→ **INFORMATION GIVEN**

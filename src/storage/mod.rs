//! Artifact resolution and retrieval
//!
//! The downloader does not print a reliable, machine-readable completion
//! record, so the produced file is located after the process exits: first from
//! the paths it announced in its output, then by scanning the target directory.

use once_cell::sync::Lazy;
use regex::Regex;
use std::path::{Path, PathBuf};
use std::time::SystemTime;
use thiserror::Error;
use tokio::fs::File;
use tracing::{debug, info};

#[derive(Debug, Error)]
pub enum ArtifactError {
    #[error("No output file found in {}", .dir.display())]
    NotFound { dir: PathBuf },

    #[error("Artifact I/O failed: {0}")]
    Io(#[from] std::io::Error),
}

/// Storage result type
pub type Result<T> = std::result::Result<T, ArtifactError>;

/// Lines that name the file being written, in any of the shapes the tool uses
static ANNOUNCEMENT_RES: Lazy<Vec<Regex>> = Lazy::new(|| {
    [
        r"\[download\] Destination:\s*(.+)",
        r"\[ExtractAudio\] Destination:\s*(.+)",
        r#"\[Merger\] Merging formats into "(.+)""#,
        r"\[download\] (.+?) has already been downloaded",
    ]
    .into_iter()
    .map(|pattern| Regex::new(pattern).expect("announcement regex"))
    .collect()
});

const PARTIAL_SUFFIXES: &[&str] = &[".part", ".ytdl", ".temp"];

/// Paths announced in `output`, in the order they appeared
pub fn announced_paths(output: &str) -> Vec<String> {
    output
        .lines()
        .filter_map(|line| {
            ANNOUNCEMENT_RES
                .iter()
                .find_map(|re| re.captures(line.trim_end()))
                .map(|caps| caps[1].trim().to_string())
        })
        .filter(|path| !path.is_empty())
        .collect()
}

/// Determine which file a successful fetch produced.
///
/// Announced paths are tried latest first, relative ones resolved against
/// `target_dir`. When none names an existing non-empty file, the most recently
/// modified file in `target_dir` is chosen; with `stem` set, only files named
/// `<stem>.<ext>` are considered.
pub async fn resolve_artifact(
    output: &str,
    target_dir: &Path,
    stem: Option<&str>,
) -> Result<PathBuf> {
    for announced in announced_paths(output).iter().rev() {
        let candidate = target_dir.join(announced);
        if is_non_empty_file(&candidate).await {
            info!(path = %candidate.display(), "Resolved artifact from output");
            return Ok(candidate);
        }
        debug!(path = %candidate.display(), "Announced path is missing or empty");
    }

    let newest = newest_file(target_dir, stem).await?;
    match newest {
        Some(path) if is_non_empty_file(&path).await => {
            info!(path = %path.display(), "Resolved artifact from directory scan");
            Ok(path)
        }
        _ => Err(ArtifactError::NotFound {
            dir: target_dir.to_path_buf(),
        }),
    }
}

/// Open a resolved artifact for streaming, returning the handle and its length
pub async fn open_artifact(path: &Path) -> Result<(File, u64)> {
    let file = File::open(path).await?;
    let size = file.metadata().await?.len();
    debug!(path = %path.display(), size, "Opened artifact");
    Ok((file, size))
}

/// File name used for `Content-Disposition`
pub fn artifact_file_name(path: &Path) -> String {
    path.file_name()
        .map(|name| name.to_string_lossy().into_owned())
        .unwrap_or_else(|| "download".to_string())
}

async fn is_non_empty_file(path: &Path) -> bool {
    tokio::fs::metadata(path)
        .await
        .is_ok_and(|meta| meta.is_file() && meta.len() > 0)
}

fn is_candidate(name: &str, stem: Option<&str>) -> bool {
    if name.starts_with('.') || PARTIAL_SUFFIXES.iter().any(|suffix| name.ends_with(suffix)) {
        return false;
    }
    match stem {
        Some(stem) => name
            .strip_prefix(stem)
            .is_some_and(|rest| rest.starts_with('.')),
        None => true,
    }
}

async fn newest_file(dir: &Path, stem: Option<&str>) -> Result<Option<PathBuf>> {
    let mut entries = match tokio::fs::read_dir(dir).await {
        Ok(entries) => entries,
        Err(err) if err.kind() == std::io::ErrorKind::NotFound => return Ok(None),
        Err(err) => return Err(err.into()),
    };

    let mut newest: Option<(SystemTime, PathBuf)> = None;
    while let Some(entry) = entries.next_entry().await? {
        let name = entry.file_name();
        if !is_candidate(&name.to_string_lossy(), stem) {
            continue;
        }
        let meta = entry.metadata().await?;
        if !meta.is_file() {
            continue;
        }
        let modified = meta.modified().unwrap_or(SystemTime::UNIX_EPOCH);
        if newest.as_ref().is_none_or(|(best, _)| modified > *best) {
            newest = Some((modified, entry.path()));
        }
    }

    Ok(newest.map(|(_, path)| path))
}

→ **WHAT YOU SHOULD DO**
Once you have read the records above, please copy them out exactly.

→ **REPLY**
filename src/storage/mod.rs
//! Artifact resolution and retrieval
//!
//! The downloader does not print a reliable, machine-readable completion
//! record, so the produced file is located after the process exits: first from
//! the paths it announced in its output, then by scanning the target directory.

use once_cell::sync::Lazy;
use regex::Regex;
use std::path::{Path, PathBuf};
use std::time::SystemTime;
use thiserror::Error;
use tokio::fs::File;
use tracing::{debug, info};

#[derive(Debug, Error)]
pub enum ArtifactError {
    #[error("No output file found in {}", .dir.display())]
    NotFound { dir: PathBuf },

    #[error("Artifact I/O failed: {0}")]
    Io(#[from] std::io::Error),
}

/// Storage result type
pub type Result<T> = std::result::Result<T, ArtifactError>;

/// Lines that name the file being written, in any of the shapes the tool uses
static ANNOUNCEMENT_RES: Lazy<Vec<Regex>> = Lazy::new(|| {
    [
        r"\[download\] Destination:\s*(.+)",
        r"\[ExtractAudio\] Destination:\s*(.+)",
        r#"\[Merger\] Merging formats into "(.+)""#,
        r"\[download\] (.+?) has already been downloaded",
    ]
    .into_iter()
    .map(|pattern| Regex::new(pattern).expect("announcement regex"))
    .collect()
});

const PARTIAL_SUFFIXES: &[&str] = &[".part", ".ytdl", ".temp"];

/// Paths announced in `output`, in the order they appeared
pub fn announced_paths(output: &str) -> Vec<String> {
    output
        .lines()
        .filter_map(|line| {
            ANNOUNCEMENT_RES
                .iter()
                .find_map(|re| re.captures(line.trim_end()))
                .map(|caps| caps[1].trim().to_string())
        })
        .filter(|path| !path.is_empty())
        .collect()
}

/// Determine which file a successful fetch produced.
///
/// Announced paths are tried latest first, relative ones resolved against
/// `target_dir`. When none names an existing non-empty file, the most recently
/// modified file in `target_dir` is chosen; with `stem` set, only files named
/// `<stem>.<ext>` are considered.
pub async fn resolve_artifact(
    output: &str,
    target_dir: &Path,
    stem: Option<&str>,
) -> Result<PathBuf> {
    for announced in announced_paths(output).iter().rev() {
        let candidate = target_dir.join(announced);
        if is_non_empty_file(&candidate).await {
            info!(path = %candidate.display(), "Resolved artifact from output");
            return Ok(candidate);
        }
        debug!(path = %candidate.display(), "Announced path is missing or empty");
    }

    let newest = newest_file(target_dir, stem).await?;
    match newest {
        Some(path) if is_non_empty_file(&path).await => {
            info!(path = %path.display(), "Resolved artifact from directory scan");
            Ok(path)
        }
        _ => Err(ArtifactError::NotFound {
            dir: target_dir.to_path_buf(),
        }),
    }
}

/// Open a resolved artifact for streaming, returning the handle and its length
pub async fn open_artifact(path: &Path) -> Result<(File, u64)> {
    let file = File::open(path).await?;
    let size = file.metadata().await?.len();
    debug!(path = %path.display(), size, "Opened artifact");
    Ok((file, size))
}

/// File name used for `Content-Disposition`
pub fn artifact_file_name(path: &Path) -> String {
    path.file_name()
        .map(|name| name.to_string_lossy().into_owned())
        .unwrap_or_else(|| "download".to_string())
}

async fn is_non_empty_file(path: &Path) -> bool {
    tokio::fs::metadata(path)
        .await
        .is_ok_and(|meta| meta.is_file() && meta.len() > 0)
}

fn is_candidate(name: &str, stem: Option<&str>) -> bool {
    if name.starts_with('.') || PARTIAL_SUFFIXES.iter().any(|suffix| name.ends_with(suffix)) {
        return false;
    }
    match stem {
        Some(stem) => name
            .strip_prefix(stem)
            .is_some_and(|rest| rest.starts_with('.')),
        None => true,
    }
}

async fn newest_file(dir: &Path, stem: Option<&str>) -> Result<Option<PathBuf>> {
    let mut entries = match tokio::fs::read_dir(dir).await {
        Ok(entries) => entries,
        Err(err) if err.kind() == std::io::ErrorKind::NotFound => return Ok(None),
        Err(err) => return Err(err.into()),
    };

    let mut newest: Option<(SystemTime, PathBuf)> = None;
    while let Some(entry) = entries.next_entry().await? {
        let name = entry.file_name();
        if !is_candidate(&name.to_string_lossy(), stem) {
            continue;
        }
        let meta = entry.metadata().await?;
        if !meta.is_file() {
            continue;
        }
        let modified = meta.modified().unwrap_or(SystemTime::UNIX_EPOCH);
        if newest.as_ref().is_none_or(|(best, _)| modified > *best) {
            newest = Some((modified, entry.path()));
        }
    }

    Ok(newest.map(|(_, path)| path))
}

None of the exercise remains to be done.